## HOW TO COMPLETE THIS TASK
Each entry below must be repeated word for word.

## INPUT
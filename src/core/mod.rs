//! # Core Module
//!
//! 애플리케이션 조립에 필요한 핵심 구성 요소를 제공합니다.
//!
//! ## 모듈 구성
//!
//! ### [`registry`] - 소셜 네트워크 레지스트리
//! - 플러그인 ID를 OAuth 어댑터 생성 함수에 매핑
//! - 통합 목록에 노출할 네트워크 메타데이터
//!
//! ### [`state`] - 애플리케이션 상태
//! - 저장소, 서비스, 레지스트리를 한 곳에서 생성해 `web::Data`로 공유
//! - 저장소 백엔드(Redis + MongoDB / 메모리) 선택
//!
//! ## 사용 패턴
//!
//! ```rust,ignore
//! use social_auth_yelp::core::state::AppState;
//!
//! let state = web::Data::new(AppState::build().await?);
//!
//! HttpServer::new(move || {
//!     App::new()
//!         .app_data(state.clone())
//!         .configure(configure_all_routes)
//! })
//! ```
//!
//! 핸들러는 전역 싱글톤 대신 요청의 `web::Data<AppState>`에서 서비스를 꺼내 씁니다.

pub mod registry;
pub mod state;

pub use registry::*;
pub use state::*;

## ANSWER SPACE
filename src/core/mod.rs
//! # Core Module
//!
//! 애플리케이션 조립에 필요한 핵심 구성 요소를 제공합니다.
//!
//! ## 모듈 구성
//!
//! ### [`registry`] - 소셜 네트워크 레지스트리
//! - 플러그인 ID를 OAuth 어댑터 생성 함수에 매핑
//! - 통합 목록에 노출할 네트워크 메타데이터
//!
//! ### [`state`] - 애플리케이션 상태
//! - 저장소, 서비스, 레지스트리를 한 곳에서 생성해 `web::Data`로 공유
//! - 저장소 백엔드(Redis + MongoDB / 메모리) 선택
//!
//! ## 사용 패턴
//!
//! ```rust,ignore
//! use social_auth_yelp::core::state::AppState;
//!
//! let state = web::Data::new(AppState::build().await?);
//!
//! HttpServer::new(move || {
//!     App::new()
//!         .app_data(state.clone())
//!         .configure(configure_all_routes)
//! })
//! ```
//!
//! 핸들러는 전역 싱글톤 대신 요청의 `web::Data<AppState>`에서 서비스를 꺼내 씁니다.

pub mod registry;
pub mod state;

pub use registry::*;
pub use state::*;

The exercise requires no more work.